● **WHAT IS REQUIRED**: Produce an exact copy of the lines below, starting at the first and ending with the line containing "use nalgebra::DMatrix;".

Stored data
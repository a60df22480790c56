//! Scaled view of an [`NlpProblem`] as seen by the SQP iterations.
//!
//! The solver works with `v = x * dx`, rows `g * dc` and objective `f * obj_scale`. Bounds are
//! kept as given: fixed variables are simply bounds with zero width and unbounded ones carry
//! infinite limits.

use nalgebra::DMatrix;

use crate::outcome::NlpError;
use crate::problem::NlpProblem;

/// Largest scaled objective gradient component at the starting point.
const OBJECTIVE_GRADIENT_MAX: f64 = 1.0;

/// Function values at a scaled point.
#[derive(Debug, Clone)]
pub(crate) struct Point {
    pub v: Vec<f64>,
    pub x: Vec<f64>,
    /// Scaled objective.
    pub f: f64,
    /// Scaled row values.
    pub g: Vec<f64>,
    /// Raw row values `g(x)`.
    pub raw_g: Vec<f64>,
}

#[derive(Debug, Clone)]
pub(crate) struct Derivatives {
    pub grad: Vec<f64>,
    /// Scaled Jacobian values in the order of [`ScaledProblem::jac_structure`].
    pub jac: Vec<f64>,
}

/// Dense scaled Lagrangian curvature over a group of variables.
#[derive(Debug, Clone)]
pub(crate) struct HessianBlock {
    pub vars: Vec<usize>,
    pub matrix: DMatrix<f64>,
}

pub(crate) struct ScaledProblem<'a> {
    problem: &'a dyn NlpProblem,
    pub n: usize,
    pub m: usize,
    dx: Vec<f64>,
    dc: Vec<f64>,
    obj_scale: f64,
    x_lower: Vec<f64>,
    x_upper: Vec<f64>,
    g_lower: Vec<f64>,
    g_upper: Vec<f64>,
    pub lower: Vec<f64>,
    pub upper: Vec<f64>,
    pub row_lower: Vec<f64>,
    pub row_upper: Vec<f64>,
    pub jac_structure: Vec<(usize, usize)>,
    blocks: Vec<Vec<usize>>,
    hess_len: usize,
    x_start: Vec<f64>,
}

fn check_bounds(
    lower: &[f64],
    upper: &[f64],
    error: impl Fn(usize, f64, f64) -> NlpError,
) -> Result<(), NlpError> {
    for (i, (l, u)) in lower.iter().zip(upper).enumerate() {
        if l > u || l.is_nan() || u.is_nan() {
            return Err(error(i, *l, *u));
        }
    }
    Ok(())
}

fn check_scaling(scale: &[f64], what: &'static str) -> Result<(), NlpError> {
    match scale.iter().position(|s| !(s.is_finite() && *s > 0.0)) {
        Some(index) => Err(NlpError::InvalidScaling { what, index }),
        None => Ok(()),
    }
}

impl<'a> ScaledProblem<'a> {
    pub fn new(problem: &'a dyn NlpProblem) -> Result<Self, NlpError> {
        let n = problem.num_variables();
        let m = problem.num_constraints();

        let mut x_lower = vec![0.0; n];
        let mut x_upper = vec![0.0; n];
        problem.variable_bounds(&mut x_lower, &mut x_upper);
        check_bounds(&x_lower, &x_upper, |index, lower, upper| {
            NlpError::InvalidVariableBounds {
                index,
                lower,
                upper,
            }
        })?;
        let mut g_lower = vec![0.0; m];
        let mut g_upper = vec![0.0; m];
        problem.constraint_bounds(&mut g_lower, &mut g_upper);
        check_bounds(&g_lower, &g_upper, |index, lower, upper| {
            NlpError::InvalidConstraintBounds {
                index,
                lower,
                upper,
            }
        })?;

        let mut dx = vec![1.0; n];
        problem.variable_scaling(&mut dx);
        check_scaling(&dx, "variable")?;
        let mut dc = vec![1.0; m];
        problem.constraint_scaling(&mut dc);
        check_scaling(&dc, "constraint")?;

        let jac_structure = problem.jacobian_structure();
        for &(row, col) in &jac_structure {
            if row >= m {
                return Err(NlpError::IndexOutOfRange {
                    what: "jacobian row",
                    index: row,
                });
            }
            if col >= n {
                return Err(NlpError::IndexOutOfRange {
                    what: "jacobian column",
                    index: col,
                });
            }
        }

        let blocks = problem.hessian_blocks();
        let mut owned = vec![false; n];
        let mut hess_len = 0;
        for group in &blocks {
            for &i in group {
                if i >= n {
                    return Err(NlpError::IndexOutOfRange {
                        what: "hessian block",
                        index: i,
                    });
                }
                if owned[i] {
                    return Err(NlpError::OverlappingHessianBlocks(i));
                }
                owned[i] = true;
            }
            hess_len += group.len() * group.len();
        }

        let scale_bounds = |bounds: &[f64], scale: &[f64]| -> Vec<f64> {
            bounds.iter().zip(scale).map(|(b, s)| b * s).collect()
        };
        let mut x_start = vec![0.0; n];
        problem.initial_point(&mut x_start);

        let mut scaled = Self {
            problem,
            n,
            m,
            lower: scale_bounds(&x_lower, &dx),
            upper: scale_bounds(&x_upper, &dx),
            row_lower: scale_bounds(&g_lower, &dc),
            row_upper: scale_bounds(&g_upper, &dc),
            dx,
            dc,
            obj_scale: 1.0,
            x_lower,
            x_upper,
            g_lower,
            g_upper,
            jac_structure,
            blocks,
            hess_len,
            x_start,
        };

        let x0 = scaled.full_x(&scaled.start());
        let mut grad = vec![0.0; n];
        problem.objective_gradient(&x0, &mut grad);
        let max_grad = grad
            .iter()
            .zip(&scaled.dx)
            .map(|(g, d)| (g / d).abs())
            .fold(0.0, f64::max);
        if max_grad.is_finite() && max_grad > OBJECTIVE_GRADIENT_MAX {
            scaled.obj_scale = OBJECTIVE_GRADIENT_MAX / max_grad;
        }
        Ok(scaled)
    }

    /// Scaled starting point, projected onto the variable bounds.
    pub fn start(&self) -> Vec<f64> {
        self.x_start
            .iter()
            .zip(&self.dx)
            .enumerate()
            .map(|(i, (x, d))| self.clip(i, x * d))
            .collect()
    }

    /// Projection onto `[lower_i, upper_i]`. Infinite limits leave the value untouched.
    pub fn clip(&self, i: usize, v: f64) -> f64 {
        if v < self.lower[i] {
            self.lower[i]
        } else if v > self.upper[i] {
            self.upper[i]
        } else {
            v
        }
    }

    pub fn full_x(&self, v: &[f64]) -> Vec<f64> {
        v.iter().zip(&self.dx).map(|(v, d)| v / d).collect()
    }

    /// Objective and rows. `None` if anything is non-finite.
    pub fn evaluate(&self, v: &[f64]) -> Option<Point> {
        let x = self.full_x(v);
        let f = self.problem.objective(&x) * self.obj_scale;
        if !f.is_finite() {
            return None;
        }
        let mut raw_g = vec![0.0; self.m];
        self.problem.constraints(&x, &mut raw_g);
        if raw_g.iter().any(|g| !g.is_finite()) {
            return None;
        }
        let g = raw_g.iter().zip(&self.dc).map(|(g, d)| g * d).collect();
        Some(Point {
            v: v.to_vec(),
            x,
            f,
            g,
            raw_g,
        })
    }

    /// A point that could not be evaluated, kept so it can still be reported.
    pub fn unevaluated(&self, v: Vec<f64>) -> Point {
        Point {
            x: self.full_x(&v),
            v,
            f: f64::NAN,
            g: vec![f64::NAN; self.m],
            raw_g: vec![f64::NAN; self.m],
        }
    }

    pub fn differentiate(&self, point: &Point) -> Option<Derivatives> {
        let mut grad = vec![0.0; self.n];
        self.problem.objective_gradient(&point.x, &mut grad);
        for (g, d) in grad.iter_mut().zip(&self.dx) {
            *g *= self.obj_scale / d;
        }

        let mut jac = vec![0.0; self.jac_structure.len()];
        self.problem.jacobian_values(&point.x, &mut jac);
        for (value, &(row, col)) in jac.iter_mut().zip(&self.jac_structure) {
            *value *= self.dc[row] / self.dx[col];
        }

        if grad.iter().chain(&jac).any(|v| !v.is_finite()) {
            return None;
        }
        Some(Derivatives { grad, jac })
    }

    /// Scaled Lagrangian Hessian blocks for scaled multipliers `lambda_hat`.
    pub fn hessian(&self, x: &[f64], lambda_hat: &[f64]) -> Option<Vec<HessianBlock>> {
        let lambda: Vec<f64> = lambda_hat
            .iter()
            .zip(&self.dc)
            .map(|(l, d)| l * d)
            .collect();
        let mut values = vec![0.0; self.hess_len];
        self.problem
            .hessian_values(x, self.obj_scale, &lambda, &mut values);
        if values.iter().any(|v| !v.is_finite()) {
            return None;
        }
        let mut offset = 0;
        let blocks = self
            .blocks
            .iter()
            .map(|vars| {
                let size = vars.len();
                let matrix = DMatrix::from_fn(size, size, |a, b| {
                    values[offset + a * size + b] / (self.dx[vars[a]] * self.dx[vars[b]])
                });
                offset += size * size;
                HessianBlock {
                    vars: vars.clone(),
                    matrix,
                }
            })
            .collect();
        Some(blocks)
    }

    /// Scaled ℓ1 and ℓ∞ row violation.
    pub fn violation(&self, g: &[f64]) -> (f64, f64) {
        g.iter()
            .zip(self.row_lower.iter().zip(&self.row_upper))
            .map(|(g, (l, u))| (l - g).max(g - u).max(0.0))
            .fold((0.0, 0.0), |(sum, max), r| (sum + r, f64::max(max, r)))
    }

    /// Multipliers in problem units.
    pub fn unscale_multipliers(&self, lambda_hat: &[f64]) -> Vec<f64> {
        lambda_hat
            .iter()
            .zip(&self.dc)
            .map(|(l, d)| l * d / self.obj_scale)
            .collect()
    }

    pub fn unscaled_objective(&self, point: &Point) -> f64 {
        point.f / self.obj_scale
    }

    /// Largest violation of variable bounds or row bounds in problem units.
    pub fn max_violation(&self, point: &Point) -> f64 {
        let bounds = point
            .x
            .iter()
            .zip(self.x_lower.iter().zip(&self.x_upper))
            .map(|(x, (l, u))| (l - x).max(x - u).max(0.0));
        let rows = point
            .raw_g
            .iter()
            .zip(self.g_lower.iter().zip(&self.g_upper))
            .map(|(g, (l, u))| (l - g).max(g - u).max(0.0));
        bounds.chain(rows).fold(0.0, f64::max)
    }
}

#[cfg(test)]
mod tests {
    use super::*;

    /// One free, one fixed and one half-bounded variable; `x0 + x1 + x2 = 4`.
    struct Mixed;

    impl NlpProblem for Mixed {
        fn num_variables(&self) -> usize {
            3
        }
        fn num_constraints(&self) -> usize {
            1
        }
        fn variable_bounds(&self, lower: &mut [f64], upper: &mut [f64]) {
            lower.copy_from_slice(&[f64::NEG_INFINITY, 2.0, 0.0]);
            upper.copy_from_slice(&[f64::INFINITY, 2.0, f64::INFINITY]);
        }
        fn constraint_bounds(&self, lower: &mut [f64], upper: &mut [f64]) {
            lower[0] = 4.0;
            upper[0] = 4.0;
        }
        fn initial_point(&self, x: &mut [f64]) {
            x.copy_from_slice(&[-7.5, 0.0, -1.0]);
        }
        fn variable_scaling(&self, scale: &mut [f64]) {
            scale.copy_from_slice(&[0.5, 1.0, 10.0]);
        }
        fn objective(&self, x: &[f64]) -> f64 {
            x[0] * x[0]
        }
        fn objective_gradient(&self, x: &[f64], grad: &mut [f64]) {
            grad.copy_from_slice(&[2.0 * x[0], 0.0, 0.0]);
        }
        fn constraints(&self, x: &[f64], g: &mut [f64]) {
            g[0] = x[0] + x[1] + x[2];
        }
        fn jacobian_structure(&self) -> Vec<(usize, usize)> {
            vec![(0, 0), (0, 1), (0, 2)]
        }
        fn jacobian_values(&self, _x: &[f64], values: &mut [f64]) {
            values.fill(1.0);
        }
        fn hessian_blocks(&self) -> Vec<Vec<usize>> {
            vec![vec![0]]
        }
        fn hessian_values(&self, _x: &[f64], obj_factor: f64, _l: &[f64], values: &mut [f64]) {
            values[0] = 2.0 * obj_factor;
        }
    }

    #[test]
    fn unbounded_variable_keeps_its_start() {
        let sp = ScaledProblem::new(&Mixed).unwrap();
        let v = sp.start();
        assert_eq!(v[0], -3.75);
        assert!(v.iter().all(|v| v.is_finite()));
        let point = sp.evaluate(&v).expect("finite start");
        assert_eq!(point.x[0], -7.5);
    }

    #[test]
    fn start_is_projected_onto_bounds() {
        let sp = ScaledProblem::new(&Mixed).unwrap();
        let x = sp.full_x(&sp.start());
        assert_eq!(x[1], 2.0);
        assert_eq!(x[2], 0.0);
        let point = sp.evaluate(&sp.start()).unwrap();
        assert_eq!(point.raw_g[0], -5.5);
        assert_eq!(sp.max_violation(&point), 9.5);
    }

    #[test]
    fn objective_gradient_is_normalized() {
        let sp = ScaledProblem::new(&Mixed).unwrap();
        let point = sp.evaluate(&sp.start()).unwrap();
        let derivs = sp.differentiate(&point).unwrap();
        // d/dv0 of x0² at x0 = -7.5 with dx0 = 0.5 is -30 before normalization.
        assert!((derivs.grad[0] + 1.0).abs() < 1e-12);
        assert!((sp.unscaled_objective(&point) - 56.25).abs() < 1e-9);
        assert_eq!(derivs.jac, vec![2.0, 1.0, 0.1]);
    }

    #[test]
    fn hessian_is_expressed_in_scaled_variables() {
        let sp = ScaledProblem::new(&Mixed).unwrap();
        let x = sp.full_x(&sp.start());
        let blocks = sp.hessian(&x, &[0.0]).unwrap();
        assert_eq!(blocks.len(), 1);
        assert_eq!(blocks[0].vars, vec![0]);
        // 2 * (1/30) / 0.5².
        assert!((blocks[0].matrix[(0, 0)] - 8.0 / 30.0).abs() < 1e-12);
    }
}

● **PROBLEM SOLUTION**:
repository a60df22480790c56
//! Scaled view of an [`NlpProblem`] as seen by the SQP iterations.
//!
//! The solver works with `v = x * dx`, rows `g * dc` and objective `f * obj_scale`. Bounds are
//! kept as given: fixed variables are simply bounds with zero width and unbounded ones carry
//! infinite limits.

use nalgebra::DMatrix;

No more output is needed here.